The jurisdiction’s standard for expert admissibility at the time – list all that apply: (Frye), (Daubert), (Post-2000 Rule 702), (Other)
Daubert; 702
Did lower court hold a hearing
Y
Names of prosecution expert(s) two testified at hearing
Putzek
Names of defense expert(s) who testified at hearing (or None).
Ronald Scott
Discussion of 2009 NAS Report (NAS2009) or PCAST report (PCAST)
N
Discussion of error rates / reliability
N
Frye Ruling
N
Limiting testimony ruling
N
Language imposed by court to limit testimony
N/A
Ruling based in prior precedent / judicial notice
N
Daubert ruling emphasizing – which factors – (list 1-5)
N/A
Ruling on qualifications of expert
N
Ruling on 702(a) – the expert will help / assist the jury
N
Ruling on 702(b) – the testimony is based on sufficient facts or data
N
Ruling on 702(c) – the testimony is the product of reliable principles and methods
Y
Ruling on 702(d) – reliable application of principles and methods to the facts of the case
Y

Notes

This court also stressed that the firearms identification is a subjective determination. “In essense, identification is made when a person trained and experienced in the field makes a visual determination that two tool marks are similar enough to have been made by the same tool.

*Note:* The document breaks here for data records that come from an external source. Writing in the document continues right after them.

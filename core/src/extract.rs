use lazy_static::lazy_static;
use regex::Regex;
use serde_json::Value;
use std::collections::BTreeMap;
use unicode_normalization::UnicodeNormalization;

pub const MIN_TERM_LEN: usize = 2;
pub const MAX_TERM_LEN: usize = 20;

lazy_static! {
    // CJK ideographs, kana, hangul syllables, ASCII alphanumerics, Latin-1 letters.
    static ref SEGMENT: Regex = Regex::new(
        r"[\x{4E00}-\x{9FFF}\x{3040}-\x{30FF}\x{AC00}-\x{D7AF}A-Za-z0-9\x{00C0}-\x{00FF}]+"
    )
    .expect("valid regex");
}

/// NFC normalization applied to both indexed text and queries.
pub fn normalize(text: &str) -> String {
    text.nfc().collect()
}

/// Split text into searchable terms.
///
/// Pure ASCII segments only yield their prefixes (`"abc"` -> `ab`, `abc`);
/// anything else yields every window, since CJK text has no word delimiter.
/// Lengths are counted in chars and capped by [`MIN_TERM_LEN`]/[`MAX_TERM_LEN`].
pub fn extract_full_text_terms(text: &str) -> Vec<String> {
    let normalized = normalize(text);
    let mut terms = Vec::new();
    for segment in SEGMENT.find_iter(&normalized).map(|m| m.as_str()) {
        push_segment_terms(segment, &mut terms);
    }
    terms
}

/// Occurrence count of every term of `text`.
pub fn term_counts(text: &str) -> BTreeMap<String, u32> {
    let mut counts = BTreeMap::new();
    for term in extract_full_text_terms(text) {
        *counts.entry(term).or_insert(0) += 1;
    }
    counts
}

fn push_segment_terms(segment: &str, out: &mut Vec<String>) {
    // byte offset of every char boundary, including the end
    let bounds: Vec<usize> = segment
        .char_indices()
        .map(|(i, _)| i)
        .chain(std::iter::once(segment.len()))
        .collect();
    let char_len = bounds.len() - 1;
    let max_len = MAX_TERM_LEN.min(char_len);

    if segment.bytes().all(|b| b.is_ascii_alphanumeric()) {
        for len in MIN_TERM_LEN..=max_len {
            out.push(segment[..bounds[len]].to_string());
        }
    } else {
        for len in MIN_TERM_LEN..=max_len {
            for start in 0..=(char_len - len) {
                out.push(segment[bounds[start]..bounds[start + len]].to_string());
            }
        }
    }
}

/// Flatten a metadata tree into `path -> values`.
///
/// Paths join object keys with `/`. Arrays become one entry holding every
/// element; scalars become a one-element list. `null` and empty objects emit
/// nothing, and so does a non-object root.
pub fn extract_properties(metadata: &Value) -> BTreeMap<String, Vec<String>> {
    let mut out = BTreeMap::new();
    if let Value::Object(map) = metadata {
        for (key, value) in map {
            collect_properties(value, key.clone(), &mut out);
        }
    }
    out
}

fn collect_properties(value: &Value, path: String, out: &mut BTreeMap<String, Vec<String>>) {
    match value {
        Value::Object(map) => {
            for (key, child) in map {
                collect_properties(child, format!("{path}/{key}"), out);
            }
        }
        Value::Array(items) => {
            out.insert(path, items.iter().filter_map(property_string).collect());
        }
        Value::Null => {}
        scalar => {
            if let Some(s) = property_string(scalar) {
                out.insert(path, vec![s]);
            }
        }
    }
}

fn property_string(value: &Value) -> Option<String> {
    match value {
        Value::Null => None,
        Value::String(s) => Some(s.clone()),
        Value::Bool(_) | Value::Number(_) => Some(value.to_string()),
        Value::Array(_) | Value::Object(_) => Some(value.to_string()),
    }
}
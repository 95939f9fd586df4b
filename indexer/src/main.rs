use anyhow::Result;
use clap::{Args, Parser, Subcommand};
use sitedex_core::paths::doc_id;
use sitedex_core::{ExtractorRegistry, Indexes, SiteIndexer, SitePaths};
use tracing_subscriber::{fmt, EnvFilter};

#[derive(Parser)]
#[command(name = "sitedex-indexer")]
#[command(about = "Build the partitioned search assets of a documentation site", long_about = None)]
struct Cli {
    #[command(subcommand)]
    command: Commands,
}

#[derive(Args)]
struct SiteArgs {
    /// Source document tree
    #[arg(long, default_value = "./data")]
    data: String,
    /// Published assets directory (partitions and media)
    #[arg(long, default_value = "./public/assets")]
    assets: String,
    /// Document cache directory
    #[arg(long, default_value = "./tmp/cache")]
    cache: String,
}

impl SiteArgs {
    fn paths(&self) -> SitePaths {
        SitePaths::new(&self.data, &self.assets, &self.cache)
    }
}

#[derive(Subcommand)]
enum Commands {
    /// Re-index changed documents and revert deleted ones
    Build {
        #[command(flatten)]
        site: SiteArgs,
    },
    /// List what the next build would touch, without writing anything
    Status {
        #[command(flatten)]
        site: SiteArgs,
    },
}

fn main() -> Result<()> {
    fmt().with_env_filter(EnvFilter::from_default_env()).init();
    let cli = Cli::parse();

    match cli.command {
        Commands::Build { site } => build(site.paths()),
        Commands::Status { site } => status(site.paths()),
    }
}

fn build(paths: SitePaths) -> Result<()> {
    tracing::debug!(data = %paths.data_root.display(), assets = %paths.assets_root.display(), "building site");
    let indexer = SiteIndexer::open(paths)?;
    let summary = indexer.build()?;
    println!("indexed={} fresh={} removed={}", summary.indexed, summary.fresh, summary.removed);
    Ok(())
}

fn status(paths: SitePaths) -> Result<()> {
    let indexes = Indexes::at(&paths);
    let indexer = SiteIndexer::new(paths, indexes, ExtractorRegistry::default());
    for doc in indexer.stale_documents()? {
        println!("stale    {}", doc_id(&doc));
    }
    for id in indexer.pending_removals()? {
        println!("removed  {id}");
    }
    Ok(())
}
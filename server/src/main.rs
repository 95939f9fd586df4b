use anyhow::Result;
use clap::Parser;
use sitedex_server::{build_app, ServeConfig};
use tokio::net::TcpListener;
use tracing_subscriber::{fmt, EnvFilter};

#[derive(Parser)]
#[command(name = "sitedex-server")]
#[command(about = "Publish a site's search partitions and media, with JSON query endpoints")]
struct Args {
    /// Assets directory written by `sitedex-indexer build`
    #[arg(long, default_value = "./public/assets")]
    assets: String,
    /// Origins allowed to fetch shards cross-origin (comma separated, default any)
    #[arg(long, env = "CORS_ALLOW_ORIGIN")]
    allow_origins: Option<String>,
    #[arg(long, default_value = "0.0.0.0")]
    host: String,
    #[arg(long, default_value_t = 8080)]
    port: u16,
}

#[tokio::main]
async fn main() -> Result<()> {
    fmt().with_env_filter(EnvFilter::from_default_env()).init();
    let args = Args::parse();

    let config = ServeConfig { assets_root: args.assets.into(), allow_origins: args.allow_origins };
    let app = build_app(&config)?;

    let listener = TcpListener::bind((args.host.as_str(), args.port)).await?;
    tracing::info!(
        addr = %listener.local_addr()?,
        assets = %config.assets_root.display(),
        origins = config.allow_origins.as_deref().unwrap_or("*"),
        "serving site assets"
    );
    axum::serve(listener, app).await?;
    Ok(())
}
//! Query-side access to published partitions over HTTP.
//!
//! Shards are fetched lazily from `{base}/assets/{index}/{shard}.json` and
//! memoized in a small LRU. A shard the server does not have (404) is
//! remembered as absent; every other failure is surfaced and never cached.

use lru::LruCache;
use parking_lot::Mutex;
use reqwest::{Client, StatusCode};
use serde::de::DeserializeOwned;
use sitedex_core::paths::{ASSETS_URL_PREFIX, ASSET_FULL_TEXT, ASSET_PROPERTY_REFERENCES, ASSET_PROPERTY_VALUES};
use sitedex_core::query::{query_terms, union_documents};
use sitedex_core::{decode_shard, reference_key, shard_id, DocId, References, TermPostings, ValueCounts};
use std::num::NonZeroUsize;
use std::sync::Arc;
use thiserror::Error;
use tracing::{debug, warn};

/// Shard ids are two hex digits (256 shards); this holds each of them about 2.6 times over.
pub const SHARD_CACHE_CAPACITY: usize = 26 * 26;

#[derive(Error, Debug)]
pub enum FetchError {
    #[error("request to {url} failed: {source}")]
    Transport {
        url: String,
        #[source]
        source: reqwest::Error,
    },

    #[error("unexpected status {status} from {url}")]
    Status { url: String, status: StatusCode },

    #[error(transparent)]
    Partition(#[from] sitedex_core::Error),
}

pub type Result<T> = std::result::Result<T, FetchError>;

#[derive(Debug, Clone)]
enum CachedShard {
    Present(Arc<str>),
    Absent,
}

/// Raw shard reads against one partition directory served over HTTP.
pub struct PartitionHttpBackend {
    client: Client,
    base_uri: String,
    cache: Mutex<LruCache<String, CachedShard>>,
}

impl PartitionHttpBackend {
    pub fn new(client: Client, base_uri: impl Into<String>) -> Self {
        let capacity = NonZeroUsize::new(SHARD_CACHE_CAPACITY).unwrap_or(NonZeroUsize::MIN);
        Self::with_capacity(client, base_uri, capacity)
    }

    pub fn with_capacity(client: Client, base_uri: impl Into<String>, capacity: NonZeroUsize) -> Self {
        let base_uri = base_uri.into().trim_end_matches('/').to_string();
        Self { client, base_uri, cache: Mutex::new(LruCache::new(capacity)) }
    }

    pub fn base_uri(&self) -> &str {
        &self.base_uri
    }

    /// Number of shards (present or absent) currently memoized.
    pub fn cached_shards(&self) -> usize {
        self.cache.lock().len()
    }

    /// Raw contents of `shard`, or `None` when the server has no such file.
    pub async fn read(&self, shard: &str) -> Result<Option<Arc<str>>> {
        let cached = self.cache.lock().get(shard).cloned();
        if let Some(hit) = cached {
            debug!(base = %self.base_uri, shard, "shard cache hit");
            return Ok(match hit {
                CachedShard::Present(content) => Some(content),
                CachedShard::Absent => None,
            });
        }

        let url = format!("{}/{}.json", self.base_uri, shard);
        let resp = self
            .client
            .get(&url)
            .send()
            .await
            .map_err(|source| FetchError::Transport { url: url.clone(), source })?;

        let status = resp.status();
        if status == StatusCode::NOT_FOUND {
            debug!(%url, "shard not published");
            self.cache.lock().put(shard.to_string(), CachedShard::Absent);
            return Ok(None);
        }
        if !status.is_success() {
            warn!(%url, %status, "shard fetch failed");
            return Err(FetchError::Status { url, status });
        }

        let content: Arc<str> = resp
            .text()
            .await
            .map_err(|source| FetchError::Transport { url: url.clone(), source })?
            .into();
        self.cache.lock().put(shard.to_string(), CachedShard::Present(content.clone()));
        Ok(Some(content))
    }

    /// Value stored under `key`, if its shard exists and holds it.
    pub async fn get<T: DeserializeOwned>(&self, key: &str) -> Result<Option<T>> {
        let shard = shard_id(key);
        let Some(content) = self.read(&shard).await? else {
            return Ok(None);
        };
        let mut entries = decode_shard::<T>(&shard, &content)?;
        Ok(entries.remove(key))
    }
}

/// The three published indexes of a site, read over HTTP.
pub struct HttpIndexReader {
    full_text: PartitionHttpBackend,
    property_values: PartitionHttpBackend,
    property_references: PartitionHttpBackend,
}

impl HttpIndexReader {
    /// `site_uri` is the origin serving the assets tree, e.g. `http://localhost:8080`.
    pub fn new(client: Client, site_uri: &str) -> Self {
        let site = site_uri.trim_end_matches('/');
        let dir = |name: &str| format!("{site}{ASSETS_URL_PREFIX}/{name}");
        Self {
            full_text: PartitionHttpBackend::new(client.clone(), dir(ASSET_FULL_TEXT)),
            property_values: PartitionHttpBackend::new(client.clone(), dir(ASSET_PROPERTY_VALUES)),
            property_references: PartitionHttpBackend::new(client, dir(ASSET_PROPERTY_REFERENCES)),
        }
    }

    pub fn full_text_backend(&self) -> &PartitionHttpBackend {
        &self.full_text
    }

    pub async fn full_text(&self, term: &str) -> Result<TermPostings> {
        Ok(self.full_text.get(term).await?.unwrap_or_default())
    }

    pub async fn property_values(&self, property: &str) -> Result<ValueCounts> {
        Ok(self.property_values.get(property).await?.unwrap_or_default())
    }

    pub async fn property_references(&self, property: &str, value: &str) -> Result<Vec<DocId>> {
        let refs: References = self
            .property_references
            .get(&reference_key(property, value))
            .await?
            .unwrap_or_default();
        Ok(refs.0.into_keys().collect())
    }

    /// Documents containing any of the query's terms.
    pub async fn search(&self, query: &str) -> Result<Vec<DocId>> {
        let mut postings = Vec::new();
        for term in query_terms(query) {
            postings.push(self.full_text(&term).await?);
        }
        Ok(union_documents(postings))
    }
}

This is a subjective determination, and all identifications are verified by a second examiner.”

 

For Indiana courts, Daubert is helpful but not controlling (so it does not “adopt” Daubert) and Daubert only applies to scientific evidences; contrary to federal courts where Daubert also applies to non-scientific expert testimony.

 

Firearms identification is different in this case because the comparison was done btw cartridge found at the crime scene and the cartridge found at defendant’s home – there is no known weapon.

 

Because Daubert is only instructive not authoritative in Indiana, the court did not rigorously apply the Daubert factors. But it implied that the expert testimony here might not be admissible (or at least the case would be weaker) upon a rigorous application of the Daubert factors.